At the end, I’m also executing my pipeline and I’m showing the results in 10 date buckets. As you can see below, I’m doing:

$match => exists phone (it uses the index {phone:1})
$lookup => fetch the messages associated to a user with a phone number.
Then you can do whatever you need to shape the data the way you need it for your chart.
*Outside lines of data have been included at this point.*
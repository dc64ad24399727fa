//! Edge-aware depth smoothness regularizer
//!
//! Depth should be flat where the image is flat, and should keep its
//! discontinuities where the foreground segmentation has a boundary.

use crate::{Error, Result};
use ndarray::{s, Array3, Array4, ArrayView3, ArrayView4, Axis};

/// Offset of the first image channel in the network input
pub const IMAGE_CHANNEL_OFFSET: usize = 2;

/// The four directional components of the regularizer
#[derive(Debug, Clone, Copy, Default, PartialEq)]
pub struct EdgeTerms {
    pub smooth_x: f32,
    pub smooth_y: f32,
    pub edge_x: f32,
    pub edge_y: f32,
}

impl EdgeTerms {
    pub fn total(&self) -> f32 {
        self.smooth_x + self.smooth_y + self.edge_x + self.edge_y
    }
}

/// Smoothness / edge loss on a depth map
///
/// With `g` the absolute depth gradient and `I`, `S` the min-max normalized
/// image and foreground-segmentation gradients along the same axis:
///
/// ```text
/// smooth = mean(max(0, g - alpha) * (1 - I))
/// edge   = mean(max(0, beta - g) * S)
/// ```
///
/// summed over both axes.
#[derive(Debug, Clone)]
pub struct SmoothEdgeLoss {
    pub alpha: f32,
    pub beta: f32,
    /// Class ids kept in the foreground mask; every other class becomes 0
    pub foreground: Vec<f32>,
}

impl Default for SmoothEdgeLoss {
    fn default() -> Self {
        Self {
            alpha: 0.5,
            beta: 0.5,
            foreground: vec![5.0, 7.0],
        }
    }
}

impl SmoothEdgeLoss {
    /// Image channels of the network input rescaled to `[0, 255]`
    pub fn image_from_input(input: ArrayView4<'_, f32>) -> Result<Array4<f32>> {
        if input.dim().1 <= IMAGE_CHANNEL_OFFSET {
            return Err(Error::InvalidInput(format!(
                "input has {} channels, image expected from channel {IMAGE_CHANNEL_OFFSET}",
                input.dim().1
            )));
        }
        Ok(input
            .slice(s![.., IMAGE_CHANNEL_OFFSET.., .., ..])
            .mapv(|v| v * 255.0))
    }

    pub fn forward(
        &self,
        depth: ArrayView4<'_, f32>,
        image: ArrayView4<'_, f32>,
        segmentation: ArrayView4<'_, f32>,
    ) -> Result<EdgeTerms> {
        self.forward_with_grad(depth, image, segmentation)
            .map(|(terms, _)| terms)
    }

    /// Loss terms and the gradient of their sum with respect to `depth`
    ///
    /// Only channel 0 of `depth` is regularized.
    pub fn forward_with_grad(
        &self,
        depth: ArrayView4<'_, f32>,
        image: ArrayView4<'_, f32>,
        segmentation: ArrayView4<'_, f32>,
    ) -> Result<(EdgeTerms, Array4<f32>)> {
        let (n, c, h, w) = depth.dim();
        for other in [image.dim(), segmentation.dim()] {
            let (on, oc, oh, ow) = other;
            if oc == 0 || (on, oh, ow) != (n, h, w) {
                return Err(Error::shape_mismatch(&[n, 1, h, w], &[on, oc, oh, ow]));
            }
        }
        if c == 0 || h == 0 || w == 0 {
            return Err(Error::InvalidInput(format!(
                "depth map {:?} has an empty axis",
                depth.shape()
            )));
        }

        let foreground = segmentation.mapv(|v| {
            if self.foreground.contains(&v) {
                v
            } else {
                0.0
            }
        });
        let d = depth.index_axis(Axis(1), 0);

        let mut grad = Array4::zeros(depth.raw_dim());
        let mut terms = EdgeTerms::default();

        for axis in [Axis(2), Axis(1)] {
            let diff = signed_diff(d, axis);
            let img = normalized(channel_mean_abs_diff(image, axis));
            let seg = normalized(channel_mean_abs_diff(foreground.view(), axis));

            let m = diff.len();
            if m == 0 {
                continue;
            }
            let mut smooth = 0.0f64;
            let mut edge = 0.0f64;
            for ((b, y, x), &dv) in diff.indexed_iter() {
                let g = dv.abs();
                let i = img[[b, y, x]];
                let sg = seg[[b, y, x]];
                smooth += ((g - self.alpha).max(0.0) * (1.0 - i)) as f64;
                edge += ((self.beta - g).max(0.0) * sg) as f64;

                let mut dg = 0.0;
                if g > self.alpha {
                    dg += 1.0 - i;
                }
                if g < self.beta {
                    dg -= sg;
                }
                let gd = dg * signum(dv) / m as f32;
                grad[[b, 0, y, x]] += gd;
                if axis == Axis(2) {
                    grad[[b, 0, y, x + 1]] -= gd;
                } else {
                    grad[[b, 0, y + 1, x]] -= gd;
                }
            }

            let smooth = (smooth / m as f64) as f32;
            let edge = (edge / m as f64) as f32;
            if axis == Axis(2) {
                terms.smooth_x = smooth;
                terms.edge_x = edge;
            } else {
                terms.smooth_y = smooth;
                terms.edge_y = edge;
            }
        }

        Ok((terms, grad))
    }
}

fn signum(v: f32) -> f32 {
    if v > 0.0 {
        1.0
    } else if v < 0.0 {
        -1.0
    } else {
        0.0
    }
}

/// `t[i] - t[i + 1]` along `axis` of a `[N, H, W]` map
fn signed_diff(t: ArrayView3<'_, f32>, axis: Axis) -> Array3<f32> {
    let len = t.len_of(axis);
    let head = t.slice_axis(axis, (0..len.saturating_sub(1)).into());
    let tail = t.slice_axis(axis, (1.min(len)..len).into());
    &head - &tail
}

/// Mean over channels of the absolute difference along a spatial axis
///
/// `axis` indexes the `[N, H, W]` result, so the 4-D axis is one further.
fn channel_mean_abs_diff(t: ArrayView4<'_, f32>, axis: Axis) -> Array3<f32> {
    let axis4 = Axis(axis.index() + 1);
    let len = t.len_of(axis4);
    let head = t.slice_axis(axis4, (0..len.saturating_sub(1)).into());
    let tail = t.slice_axis(axis4, (1.min(len)..len).into());
    let channels = t.len_of(Axis(1)) as f32;
    (&head - &tail).mapv(f32::abs).sum_axis(Axis(1)) / channels
}

/// Min-max normalize to [0, 1] over the whole batch; a flat map becomes zeros
fn normalized(mut t: Array3<f32>) -> Array3<f32> {
    let (min, max) = t
        .iter()
        .fold((f32::INFINITY, f32::NEG_INFINITY), |(lo, hi), &v| {
            (lo.min(v), hi.max(v))
        });
    if max > min {
        let range = max - min;
        t.mapv_inplace(|v| (v - min) / range);
    } else {
        t.fill(0.0);
    }
    t
}

#[cfg(test)]
mod tests {
    use super::*;
    use approx::assert_abs_diff_eq;

    fn ramp(h: usize, w: usize, step: f32) -> Array4<f32> {
        Array4::from_shape_fn((1, 1, h, w), |(_, _, _, x)| x as f32 * step)
    }

    fn checker_image(h: usize, w: usize) -> Array4<f32> {
        Array4::from_shape_fn((1, 3, h, w), |(_, c, y, x)| ((x + y + c) % 2) as f32 * 40.0)
    }

    #[test]
    fn test_constant_depth_has_no_smoothness_penalty() {
        let depth = Array4::from_elem((2, 1, 4, 5), 7.0);
        let image = checker_image(4, 5);
        let image = ndarray::concatenate![Axis(0), image, image];
        let seg = Array4::from_shape_fn((2, 1, 4, 5), |(_, _, _, x)| if x < 2 { 5.0 } else { 1.0 });

        let terms = SmoothEdgeLoss::default()
            .forward(depth.view(), image.view(), seg.view())
            .unwrap();
        assert_eq!(terms.smooth_x, 0.0);
        assert_eq!(terms.smooth_y, 0.0);
    }

    #[test]
    fn test_constant_depth_without_foreground_boundary_is_zero() {
        let depth = Array4::from_elem((1, 1, 3, 3), 2.0);
        let image = checker_image(3, 3);
        // classes 1 and 2 are background, so the masked map is flat
        let seg = Array4::from_shape_fn((1, 1, 3, 3), |(_, _, y, _)| (y % 2 + 1) as f32);

        let terms = SmoothEdgeLoss::default()
            .forward(depth.view(), image.view(), seg.view())
            .unwrap();
        assert_eq!(terms.total(), 0.0);
    }

    #[test]
    fn test_foreground_boundary_penalizes_flat_depth() {
        let depth = Array4::from_elem((1, 1, 2, 4), 1.0);
        let image = Array4::zeros((1, 3, 2, 4));
        let seg = Array4::from_shape_fn((1, 1, 2, 4), |(_, _, _, x)| if x >= 2 { 7.0 } else { 0.0 });

        let terms = SmoothEdgeLoss::default()
            .forward(depth.view(), image.view(), seg.view())
            .unwrap();
        // one boundary column out of three, normalized to 1, times beta
        assert_abs_diff_eq!(terms.edge_x, 0.5 / 3.0, epsilon = 1e-6);
        assert_eq!(terms.edge_y, 0.0);
    }

    #[test]
    fn test_steep_depth_in_flat_image_is_penalized() {
        let depth = ramp(2, 3, 2.0);
        let image = Array4::zeros((1, 3, 2, 3));
        let seg = Array4::zeros((1, 1, 2, 3));

        let terms = SmoothEdgeLoss::default()
            .forward(depth.view(), image.view(), seg.view())
            .unwrap();
        // every horizontal step is 2.0, image gradient normalizes to 0
        assert_abs_diff_eq!(terms.smooth_x, 1.5, epsilon = 1e-6);
        assert_eq!(terms.smooth_y, 0.0);
    }

    #[test]
    fn test_gradient_matches_finite_difference() {
        let depth = Array4::from_shape_fn((1, 1, 3, 3), |(_, _, y, x)| {
            (x as f32 * 1.3 - y as f32 * 0.7 + (x * y) as f32 * 0.4).sin() * 2.0
        });
        let image = checker_image(3, 3);
        let seg = Array4::from_shape_fn((1, 1, 3, 3), |(_, _, y, x)| if x + y > 2 { 5.0 } else { 0.0 });
        let loss = SmoothEdgeLoss::default();

        let (base, grad) = loss
            .forward_with_grad(depth.view(), image.view(), seg.view())
            .unwrap();
        let eps = 1e-3;
        for (y, x) in [(0, 0), (1, 1), (2, 1)] {
            let mut bumped = depth.clone();
            bumped[[0, 0, y, x]] += eps;
            let moved = loss.forward(bumped.view(), image.view(), seg.view()).unwrap();
            let numeric = (moved.total() - base.total()) / eps;
            assert_abs_diff_eq!(numeric, grad[[0, 0, y, x]], epsilon = 2e-2);
        }
    }

    #[test]
    fn test_single_column_contributes_nothing_horizontally() {
        let depth = ramp(3, 1, 0.0);
        let image = Array4::zeros((1, 3, 3, 1));
        let seg = Array4::zeros((1, 1, 3, 1));
        let terms = SmoothEdgeLoss::default()
            .forward(depth.view(), image.view(), seg.view())
            .unwrap();
        assert_eq!(terms.smooth_x, 0.0);
        assert_eq!(terms.edge_x, 0.0);
    }

    #[test]
    fn test_image_from_input_scales_rgb_channels() {
        let input = Array4::from_shape_fn((1, 5, 1, 1), |(_, c, _, _)| c as f32 * 0.1);
        let image = SmoothEdgeLoss::image_from_input(input.view()).unwrap();
        assert_eq!(image.dim(), (1, 3, 1, 1));
        assert_abs_diff_eq!(image[[0, 0, 0, 0]], 51.0, epsilon = 1e-4);
        assert!(SmoothEdgeLoss::image_from_input(input.slice(s![.., ..2, .., ..])).is_err());
    }

    #[test]
    fn test_min_max_flat_map_is_zero() {
        let t = normalized(Array3::from_elem((1, 2, 2), 3.0));
        assert!(t.iter().all(|&v| v == 0.0));
    }
}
Some of my steps are not necessary in my pipeline I guess but it helped me thinking in MongoDB Compass (see screenshot).

Note that to support the lookup, I also created the {user_id:1} index on the messages collection.
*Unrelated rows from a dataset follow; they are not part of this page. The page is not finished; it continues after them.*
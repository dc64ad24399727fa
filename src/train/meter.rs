//! Running averages of per-batch measurements

/// Incremental weighted mean
///
/// `avg = Σ value·weight / Σ weight`; a tracker that has seen nothing
/// reports `0.0`. Create a fresh tracker at the start of every phase.
///
/// # Example
///
/// ```
/// use segdepth::train::RunningAverage;
///
/// let mut loss = RunningAverage::new();
/// loss.update(2.0, 1.0);
/// loss.update(5.0, 2.0);
/// assert_eq!(loss.avg(), 4.0);
/// assert_eq!(loss.value(), 5.0);
/// ```
#[derive(Debug, Clone, Copy, Default, PartialEq)]
pub struct RunningAverage {
    value: f32,
    sum: f64,
    count: f64,
}

impl RunningAverage {
    pub fn new() -> Self {
        Self::default()
    }

    /// Record `value` observed `weight` times
    pub fn update(&mut self, value: f32, weight: f64) {
        self.value = value;
        self.sum += value as f64 * weight;
        self.count += weight;
    }

    /// Record one unweighted observation
    pub fn push(&mut self, value: f32) {
        self.update(value, 1.0);
    }

    /// Last observed value
    pub fn value(&self) -> f32 {
        self.value
    }

    pub fn sum(&self) -> f64 {
        self.sum
    }

    /// Total weight seen so far
    pub fn count(&self) -> f64 {
        self.count
    }

    pub fn avg(&self) -> f32 {
        if self.count == 0.0 {
            0.0
        } else {
            (self.sum / self.count) as f32
        }
    }
}
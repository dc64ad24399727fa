//! Optimizer trait and its persisted state

use crate::{Error, Result, Tensor};
use serde::{Deserialize, Serialize};
use std::fmt;
use std::str::FromStr;

/// Trait for optimization algorithms
///
/// Implementations keep per-parameter buffers indexed by the position of
/// the parameter in the slice handed to `step`, so the slice order must be
/// stable for the lifetime of the optimizer.
pub trait Optimizer {
    /// Perform a single optimization step
    fn step(&mut self, params: &mut [Tensor]);

    /// Zero out all gradients
    fn zero_grad(&mut self, params: &mut [Tensor]) {
        for param in params {
            param.zero_grad();
        }
    }

    fn lr(&self) -> f32;

    fn set_lr(&mut self, lr: f32);

    /// Snapshot of every buffer needed to continue training bit-for-bit
    fn state(&self) -> OptimizerState;

    /// Restore a snapshot taken with [`Optimizer::state`]
    fn load_state(&mut self, state: OptimizerState) -> Result<()>;
}

/// Serializable optimizer state, one variant per algorithm
#[derive(Debug, Clone, PartialEq, Serialize, Deserialize)]
#[serde(tag = "kind", rename_all = "lowercase")]
pub enum OptimizerState {
    Sgd {
        lr: f32,
        momentum: f32,
        weight_decay: f32,
        velocities: Vec<Option<Vec<f32>>>,
    },
    Adam {
        lr: f32,
        beta1: f32,
        beta2: f32,
        epsilon: f32,
        weight_decay: f32,
        t: u64,
        m: Vec<Option<Vec<f32>>>,
        v: Vec<Option<Vec<f32>>>,
    },
}

impl OptimizerState {
    pub fn kind(&self) -> OptimizerKind {
        match self {
            OptimizerState::Sgd { .. } => OptimizerKind::Sgd,
            OptimizerState::Adam { .. } => OptimizerKind::Adam,
        }
    }
}

/// Closed set of optimizers selectable from configuration
#[derive(Debug, Clone, Copy, PartialEq, Eq, Serialize, Deserialize)]
#[serde(rename_all = "lowercase")]
pub enum OptimizerKind {
    Adam,
    Sgd,
}

impl FromStr for OptimizerKind {
    type Err = String;

    fn from_str(s: &str) -> std::result::Result<Self, Self::Err> {
        match s.to_ascii_lowercase().as_str() {
            "adam" => Ok(OptimizerKind::Adam),
            "sgd" => Ok(OptimizerKind::Sgd),
            other => Err(other.to_string()),
        }
    }
}

impl fmt::Display for OptimizerKind {
    fn fmt(&self, f: &mut fmt::Formatter<'_>) -> fmt::Result {
        match self {
            OptimizerKind::Adam => write!(f, "adam"),
            OptimizerKind::Sgd => write!(f, "sgd"),
        }
    }
}

/// Build an optimizer from its configuration tag
///
/// SGD uses momentum 0.9, Adam the usual (0.9, 0.999, 1e-8).
pub fn build_optimizer(kind: OptimizerKind, lr: f32, weight_decay: f32) -> Box<dyn Optimizer> {
    match kind {
        OptimizerKind::Adam => Box::new(super::Adam::new(lr, 0.9, 0.999, 1e-8, weight_decay)),
        OptimizerKind::Sgd => Box::new(super::Sgd::new(lr, 0.9, weight_decay)),
    }
}

pub(crate) fn buffers_to_state(buffers: &[Option<ndarray::Array1<f32>>]) -> Vec<Option<Vec<f32>>> {
    buffers
        .iter()
        .map(|b| b.as_ref().map(|a| a.to_vec()))
        .collect()
}

pub(crate) fn buffers_from_state(
    buffers: Vec<Option<Vec<f32>>>,
) -> Vec<Option<ndarray::Array1<f32>>> {
    buffers
        .into_iter()
        .map(|b| b.map(ndarray::Array1::from))
        .collect()
}

pub(crate) fn kind_mismatch(expected: OptimizerKind, got: &OptimizerState) -> Error {
    Error::OptimizerState(format!(
        "expected {expected} state, found {}",
        got.kind()
    ))
}

#[cfg(test)]
mod tests {
    use super::*;

    #[test]
    fn test_optimizer_kind_parse() {
        assert_eq!("adam".parse::<OptimizerKind>(), Ok(OptimizerKind::Adam));
        assert_eq!("SGD".parse::<OptimizerKind>(), Ok(OptimizerKind::Sgd));
        assert!("rmsprop".parse::<OptimizerKind>().is_err());
    }

    #[test]
    fn test_build_optimizer_sets_lr() {
        let opt = build_optimizer(OptimizerKind::Sgd, 0.05, 0.0);
        assert_eq!(opt.lr(), 0.05);
        assert_eq!(opt.state().kind(), OptimizerKind::Sgd);
    }

    #[test]
    fn test_state_serializes_with_kind_tag() {
        let state = OptimizerState::Sgd {
            lr: 0.1,
            momentum: 0.0,
            weight_decay: 0.0,
            velocities: vec![None, Some(vec![1.0])],
        };
        let json = serde_json::to_string(&state).unwrap();
        assert!(json.contains("\"kind\":\"sgd\""));
        let back: OptimizerState = serde_json::from_str(&json).unwrap();
        assert_eq!(back, state);
    }
}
from datetime import datetime

from faker import Faker
from pymongo import MongoClient

fake = Faker()


def random_messages():
    docs = []
    for _id in range(1, 1001):
        doc = {
            '_id': _id,
            'user_id': fake.pyint(min_value=1, max_value=100),
            'message': fake.sentence(nb_words=10),
            'date': datetime.strptime(fake.iso8601(), "%Y-%m-%dT%H:%M:%S")
        }
        docs.append(doc)
    return docs


def random_users_with_phones():
    docs = []
    for _id in range(1, 50):
        doc = {
            '_id': _id,
            'firstname': fake.first_name(),
            'lastname': fake.last_name(),
            'phone': fake.phone_number()
        }
        docs.append(doc)
    return docs


def random_users_without_phones():
    docs = []
    for _id in range(51, 101):
        doc = {
            '_id': _id,
            'firstname': fake.first_name(),
            'lastname': fake.last_name()
        }
        docs.append(doc)
    return docs


if __name__ == '__main__':
    client = MongoClient()
    db = client.get_database('test')
    messages = db.get_collection('messages')
    users = db.get_collection('users')
    messages.drop()
    users.drop()
    messages.insert_many(random_messages())
    users.insert_many(random_users_with_phones())
    users.insert_many(random_users_without_phones())
    print('Import done!')

    users.create_index("phone")
    messages.create_index("user_id")

    pipeline = [
        {
            '$match': {
                'phone': {
                    '$exists': 1
                }
            }
        }, {
            '$lookup': {
                'from': 'messages',
                'localField': '_id',
                'foreignField': 'user_id',
                'as': 'messages'
            }
        }, {
            '$unwind': {
                'path': '$messages'
            }
        }, {
            '$replaceRoot': {
                'newRoot': '$messages'
            }
        }, {
            '$bucketAuto': {
                'groupBy': '$date',
                'buckets': 10,
                'output': {
                    'count': {
                        '$sum': 1
                    }
                }
            }
        }
    ]

    print('Result aggregation:')
    for doc in users.aggregate(pipeline):
        print(doc)

I hope it helps .

Cheers,
Maxime.